Respecting Privacy on the Web

PRIVACYnotes Digest
Protecting Privacy is Good for Business
Published by: Mike Banks Valentine website101
June 13, 2002 Issue # 014
.....IN THIS DIGEST.....


"What's in YOUR Privacy Policy?" ~ Mike Valentine

// -- NEW DISCUSSION -- //

"Explorer 6 & P3P" ~ Richard Lowe

"Operation Opt-Out" ~ Mike Valentine


"Email Appending" ~ Anonymous

// -- PRIVACY NEWS -- //

"The Latest in Privacy Issues"



What's in YOUR Privacy Policy?

As a privacy advocate, I visit and read more privacy policy pages on web sites than most. This week I'd like to point to one I find truly enlightened if, as I say in my note to them, the language in that policy can be taken at face value. I'll reproduce my note to them below and would like to ask list members the stirring question, "What's in YOUR privacy policy. ;-)

My note to 24/7 Real Media follows their privacy policy link below:

I recently visited to opt-out of a promotional list mailing I received today and reviewed the 24/7 privacy policy. While not ideal, the standards reflected in that policy appear better than most online media / marketing / advertising services if the language used in that policy can be taken at face value.

Further, that policy reads relatively easily and encourages visitors to learn more through the linked resources. The stance openly opposing data aggregation is truly enlightened for a marketing company.

I must ask one question that has gone unanswered by most online marketing resource service companies such as yours. How do you get my address in the first place? I specifically and vigilantly deny permission for further use of my email address and contact information whenever I sign up for anything and everything, online and off.

Does verify the source of those email addresses it purchases or rents from other companies? How is it that addresses I specifically give to one single source only continually end up receiving marketing emails from other sources when all deny selling that data? (Including 24/7).

I'd be happy to entertain, and publish with your permission, the answers to the above questions. Come join our weekly PRIVACYnotes discussion list and contribute some cogent thought, from your viewpoint, to the conversation. You can review the archives of the list by visiting the link in my signature line below.

I look forward to hearing from you.

~ Mike Banks Valentine What's in YOUR privacy policy?

// -- NEW DISCUSSION -- //

===> TOPIC: Explorer 6 and P3P

From: Richard Lowe, Jr. <>

If you downloaded Internet Explorer 6 recently (or it came pre-installed on your machine) you may have noticed something a little different.
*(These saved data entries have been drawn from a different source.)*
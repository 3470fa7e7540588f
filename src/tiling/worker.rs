use std::path::{Path, PathBuf};
use std::sync::Arc;

use crate::destination::write_atomically;
use crate::engine::GeoEngine;
use crate::options::WarpOptions;
use crate::tiling::{SkipReason, TileJob, TileResult, TileStatus};

/// Digits used for tile indices in a run of `total` tiles.
///
/// Two digits at minimum so that runs of up to 100 tiles keep the familiar
/// `_00` .. `_99` names; wider runs grow as needed.
#[must_use]
pub fn index_width(total: usize) -> usize {
    let last = total.saturating_sub(1);
    let digits = last.checked_ilog10().map_or(1, |d| d as usize + 1);
    digits.max(2)
}

/// Produces one tile file per [`TileJob`].
#[derive(Clone)]
pub struct TileWorker {
    engine: Arc<dyn GeoEngine>,
    index_width: usize,
    warp: WarpOptions,
}

impl TileWorker {
    /// Creates a worker for a run of `total` tiles.
    pub fn new(engine: Arc<dyn GeoEngine>, total: usize) -> Self {
        Self {
            engine,
            index_width: index_width(total),
            warp: WarpOptions::default(),
        }
    }

    /// Options applied to every tile. The bounds are replaced by each job's extent.
    #[must_use]
    pub fn warp_options(mut self, warp: WarpOptions) -> Self {
        self.warp = warp;
        self
    }

    /// `{folder}/{source stem}_{index}.{source extension or tif}`
    #[must_use]
    pub fn output_path(&self, job: &TileJob) -> PathBuf {
        let stem = job
            .source_path
            .file_stem()
            .map_or_else(|| "tile".into(), |s| s.to_string_lossy());
        let ext = job
            .source_path
            .extension()
            .map_or_else(|| "tif".into(), |s| s.to_string_lossy());
        job.output_folder.join(format!(
            "{stem}_{index:0width$}.{ext}",
            index = job.index,
            width = self.index_width
        ))
    }

    /// Warps the job's extent out of the source. Never panics on engine errors;
    /// they are reported as [`TileStatus::Failed`].
    pub fn process(&self, job: TileJob) -> TileResult {
        let output_path = self.output_path(&job);
        if output_path.exists() {
            log::debug!("Tile {} exists, skipping", output_path.display());
            return TileResult {
                job,
                output_path,
                status: TileStatus::Skipped(SkipReason::AlreadyExists),
            };
        }

        let options = self.warp.clone().bounds(job.extent);
        let status = match self.warp_tile(&job.source_path, &output_path, &options) {
            Ok(()) => {
                log::debug!("Wrote tile {} ({})", output_path.display(), job.extent);
                TileStatus::Success
            }
            Err(err) => {
                log::warn!("Tile {} failed: {err}", job.index);
                TileStatus::Failed(err)
            }
        };
        TileResult {
            job,
            output_path,
            status,
        }
    }

    fn warp_tile(
        &self,
        source: &Path,
        output: &Path,
        options: &WarpOptions,
    ) -> crate::RasterResult<()> {
        write_atomically(output, |partial| {
            self.engine.warp_raster(source, partial, options)
        })
    }
}
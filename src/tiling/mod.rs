//! Split a raster into tiles and warp them in parallel.
//!
//! A [`TileScheduler`] opens the source once, splits its extent on pixel edges and
//! hands one [`TileJob`] per tile to a [`TileWorker`] running on the
//! [`WorkerPool`](crate::WorkerPool). Finished tiles double as the resume marker:
//! running the same job again finds the output and skips it.
//!
//! ```no_run
//! use std::path::Path;
//! use rastertiles::{TileScheduler, default_engine};
//!
//! # async fn example() -> rastertiles::RasterResult<()> {
//! let scheduler = TileScheduler::new(default_engine());
//! let run = scheduler
//!     .run(Path::new("dem.tif"), Path::new("dem_tiles"), 16, 4)
//!     .await?;
//! println!("{} written, {} skipped, {} failed", run.succeeded(), run.skipped(), run.failed());
//! # Ok(())
//! # }
//! ```

mod scheduler;
mod worker;

#[cfg(test)]
mod tests;

use std::fmt;
use std::path::PathBuf;

pub use scheduler::{TileRun, TileScheduler};
pub use worker::{TileWorker, index_width};

use crate::{Extent, RasterError};

/// One tile to produce. Jobs are never mutated once built.
#[derive(Debug, Clone, PartialEq)]
pub struct TileJob {
    pub source_path: PathBuf,
    pub extent: Extent,
    /// Position in the split order, starting at 0.
    pub index: usize,
    pub output_folder: PathBuf,
}

#[derive(Debug, Clone, Copy, PartialEq, Eq)]
pub enum SkipReason {
    AlreadyExists,
}

#[derive(Debug)]
pub enum TileStatus {
    Success,
    Skipped(SkipReason),
    Failed(RasterError),
}

impl TileStatus {
    #[must_use]
    pub fn is_failed(&self) -> bool {
        matches!(self, TileStatus::Failed(_))
    }
}

impl fmt::Display for TileStatus {
    fn fmt(&self, f: &mut fmt::Formatter<'_>) -> fmt::Result {
        match self {
            TileStatus::Success => f.write_str("written"),
            TileStatus::Skipped(SkipReason::AlreadyExists) => f.write_str("skipped (exists)"),
            TileStatus::Failed(err) => write!(f, "failed: {err}"),
        }
    }
}

/// The outcome of one [`TileJob`].
#[derive(Debug)]
pub struct TileResult {
    pub job: TileJob,
    pub output_path: PathBuf,
    pub status: TileStatus,
}
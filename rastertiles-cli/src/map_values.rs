//! Map-values subcommand
//!
//! Apply one JSON value map to many rasters.

use std::path::PathBuf;
use std::sync::Arc;

use clap::Parser;
use rastertiles::{Compression, DataType, LogProgress, MapOutcome, ValueMap, ValueMapper, default_engine};

use crate::{CommandResult, Completion, default_workers};

#[derive(Parser, Debug)]
#[command(about = "Replace categorical cell values using a JSON value map")]
pub struct Args {
    /// Rasters to remap
    #[arg(value_name = "SOURCES", required = true)]
    sources: Vec<PathBuf>,

    /// Folder for the remapped rasters; outputs keep their source file names
    #[arg(short, long, value_name = "DIR")]
    output: PathBuf,

    /// JSON map, `{"1": 10}` or `{"values": {"1": 10}, "fallback": -9999}`
    #[arg(short, long, value_name = "FILE")]
    map: PathBuf,

    /// Value for cells missing from the map; overrides the map file
    #[arg(long, allow_hyphen_values = true)]
    fallback: Option<f64>,

    /// Concurrent files [default: available cores]
    #[arg(short, long)]
    workers: Option<usize>,

    /// Output cell type
    #[arg(long = "type", default_value = "float32")]
    data_type: DataType,

    /// Output compression: none, lzw, deflate or jpeg
    #[arg(long, default_value = "none")]
    compress: Compression,
}

pub async fn run(args: Args) -> CommandResult {
    let mut map = ValueMap::from_json_file(&args.map)?;
    if let Some(fallback) = args.fallback {
        map = map.with_fallback(fallback);
    }
    let mapper = ValueMapper::new(default_engine(), map)
        .data_type(args.data_type)
        .compression(args.compress)
        .observer(Arc::new(LogProgress::new("map-values")));

    let workers = args.workers.unwrap_or_else(default_workers);
    let results = mapper
        .map_many(args.sources.clone(), &args.output, workers)
        .await?;

    let (mut written, mut skipped, mut failed) = (0, 0, 0);
    for (source, result) in args.sources.iter().zip(&results) {
        match result {
            Ok(MapOutcome::Written(_)) => written += 1,
            Ok(MapOutcome::Skipped(_)) => skipped += 1,
            Err(err) => {
                failed += 1;
                eprintln!("{}: {err}", source.display());
            }
        }
    }
    println!("{written} written, {skipped} skipped, {failed} failed");

    Ok(Completion::from_counts(written + skipped, failed))
}
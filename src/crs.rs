use std::fmt;
use std::str::FromStr;

use crate::RasterError;

/// A coordinate reference system in one of the notations engines understand.
#[derive(Debug, Clone, PartialEq, Eq, Hash)]
pub enum Crs {
    /// An EPSG registry code, e.g. `4326`.
    Epsg(u32),
    /// A PROJ string such as `+proj=longlat +datum=WGS84 +no_defs`.
    Proj(String),
    /// Well-Known Text.
    Wkt(String),
}

impl Crs {
    /// Returns the EPSG code if this CRS is expressed as one.
    #[must_use]
    pub fn epsg(&self) -> Option<u32> {
        match self {
            Crs::Epsg(code) => Some(*code),
            Crs::Proj(_) | Crs::Wkt(_) => None,
        }
    }

    /// Best-effort classification of the coordinate system.
    ///
    /// EPSG codes in the 4000 range are geographic, apart from the well-known
    /// geocentric (ECEF) frames and the few projected systems numbered there.
    /// Other codes are assumed projected.
    #[must_use]
    pub fn kind(&self) -> CrsKind {
        match self {
            Crs::Epsg(code) if GEOCENTRIC_CODES.contains(code) => CrsKind::Geocentric,
            Crs::Epsg(code) if PROJECTED_4000_CODES.contains(code) => CrsKind::Projected,
            Crs::Epsg(code) if (4000..5000).contains(code) => CrsKind::Geographic,
            Crs::Epsg(_) => CrsKind::Projected,
            Crs::Proj(proj) => {
                if proj.contains("+proj=geocent") {
                    CrsKind::Geocentric
                } else if proj.contains("+proj=longlat") || proj.contains("+proj=latlong") {
                    CrsKind::Geographic
                } else {
                    CrsKind::Projected
                }
            }
            Crs::Wkt(wkt) => {
                let wkt = wkt.trim_start();
                if wkt.starts_with("GEOCCS") {
                    CrsKind::Geocentric
                } else if wkt.starts_with("GEOGCS") || wkt.starts_with("GEOGCRS") {
                    CrsKind::Geographic
                } else {
                    CrsKind::Projected
                }
            }
        }
    }

    /// Whether coordinates are angular (longitude / latitude).
    #[must_use]
    pub fn is_geographic(&self) -> bool {
        self.kind() == CrsKind::Geographic
    }
}

/// The broad family a [`Crs`] belongs to.
#[derive(Debug, Clone, Copy, PartialEq, Eq, Hash)]
pub enum CrsKind {
    /// Longitude / latitude on an ellipsoid.
    Geographic,
    /// Earth-centred cartesian X, Y, Z.
    Geocentric,
    /// Planar coordinates.
    Projected,
}

/// Earth-centred frames: WGS 84 (4328, 4978), ITRF88 to ITRF2000 (4910..4919),
/// ITRF2005 (4896) and ETRS89 (4936).
const GEOCENTRIC_CODES: &[u32] = &[
    4328, 4896, 4910, 4911, 4912, 4913, 4914, 4915, 4916, 4917, 4918, 4919, 4936, 4978,
];

/// World Equidistant Cylindrical (4087, 4088) and ETRS89 / DKTM1..4 (4093..4096).
const PROJECTED_4000_CODES: &[u32] = &[4087, 4088, 4093, 4094, 4095, 4096];

impl FromStr for Crs {
    type Err = RasterError;

    fn from_str(s: &str) -> Result<Self, Self::Err> {
        let s = s.trim();
        if s.is_empty() {
            return Err(RasterError::invalid("empty coordinate reference system"));
        }

        let code = s
            .strip_prefix("EPSG:")
            .or_else(|| s.strip_prefix("epsg:"))
            .unwrap_or(s);
        if let Ok(code) = code.parse::<u32>() {
            return Ok(Crs::Epsg(code));
        }

        if s.starts_with('+') {
            return Ok(Crs::Proj(s.to_string()));
        }
        if s.contains('[') && s.ends_with(']') {
            return Ok(Crs::Wkt(s.to_string()));
        }
        Err(RasterError::invalid(format!(
            "unrecognised coordinate reference system '{s}' (expected EPSG:<code>, a PROJ string or WKT)"
        )))
    }
}

impl fmt::Display for Crs {
    fn fmt(&self, f: &mut fmt::Formatter<'_>) -> fmt::Result {
        match self {
            Crs::Epsg(code) => write!(f, "EPSG:{code}"),
            Crs::Proj(proj) => f.write_str(proj),
            Crs::Wkt(wkt) => f.write_str(wkt),
        }
    }
}

#[cfg(test)]
mod tests {
    use rstest::rstest;

    use super::*;

    #[rstest]
    #[case("EPSG:4326", Crs::Epsg(4326))]
    #[case("epsg:102008", Crs::Epsg(102_008))]
    #[case(" 32610 ", Crs::Epsg(32610))]
    #[case("+proj=longlat +datum=WGS84 +no_defs", Crs::Proj("+proj=longlat +datum=WGS84 +no_defs".into()))]
    fn test_parse(#[case] input: &str, #[case] expected: Crs) {
        assert_eq!(input.parse::<Crs>().unwrap(), expected);
    }

    #[test]
    fn test_parse_wkt() {
        let wkt = r#"GEOGCS["WGS 84",DATUM["WGS_1984"],PRIMEM["Greenwich",0],UNIT["degree",0.0174532925199433]]"#;
        let crs: Crs = wkt.parse().unwrap();
        assert_eq!(crs, Crs::Wkt(wkt.to_string()));
        assert!(crs.is_geographic());
    }

    #[rstest]
    #[case("")]
    #[case("mercator please")]
    #[case("EPSG:abc")]
    fn test_parse_rejects_garbage(#[case] input: &str) {
        assert!(matches!(
            input.parse::<Crs>(),
            Err(RasterError::InvalidArgument(_))
        ));
    }

    #[rstest]
    #[case(Crs::Epsg(4326), CrsKind::Geographic)]
    #[case(Crs::Epsg(4269), CrsKind::Geographic)]
    #[case(Crs::Epsg(4978), CrsKind::Geocentric)]
    #[case(Crs::Epsg(4936), CrsKind::Geocentric)]
    #[case(Crs::Epsg(4087), CrsKind::Projected)]
    #[case(Crs::Epsg(32610), CrsKind::Projected)]
    #[case(Crs::Proj("+proj=geocent +datum=WGS84".into()), CrsKind::Geocentric)]
    #[case(Crs::Proj("+proj=utm +zone=10".into()), CrsKind::Projected)]
    #[case(Crs::Wkt(r#"GEOCCS["WGS 84",DATUM["WGS_1984"]]"#.into()), CrsKind::Geocentric)]
    fn test_kind(#[case] crs: Crs, #[case] expected: CrsKind) {
        assert_eq!(crs.kind(), expected);
        assert_eq!(crs.is_geographic(), expected == CrsKind::Geographic);
    }

    #[test]
    fn test_display_round_trips_epsg() {
        let crs = Crs::Epsg(3857);
        assert_eq!(crs.to_string().parse::<Crs>().unwrap(), crs);
        assert!(!crs.is_geographic());
    }
}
Look under the "Internet Options" selection of the "Tools" menu. You will see a new tab titled "Privacy". Click on the tab and you will be able to specify settings which control the way cookies are handled.

There has been a lot of press about this new feature. It's been all over the web - some positive comments, some negative (and, of course, the usual "it's just a Microsoft plot" type postings and articles.)

Personally, I like the new privacy tab as it eliminates the need for third party cookie handling products (if you are using Internet Explorer, of course). I found the controls very simple and straightforward, and within a short time cookies have ceased to be a concern.

This is part the first significant implementation of a new internet standard called P3P (Platform for Privacy Preferences). P3P is intended to give surfers more complete control of how their privacy is handled whenever they surf. In theory, at least, P3P should automate privacy, eliminating the need for surfers to read complex privacy notices every time they visit a site and want to enter some information.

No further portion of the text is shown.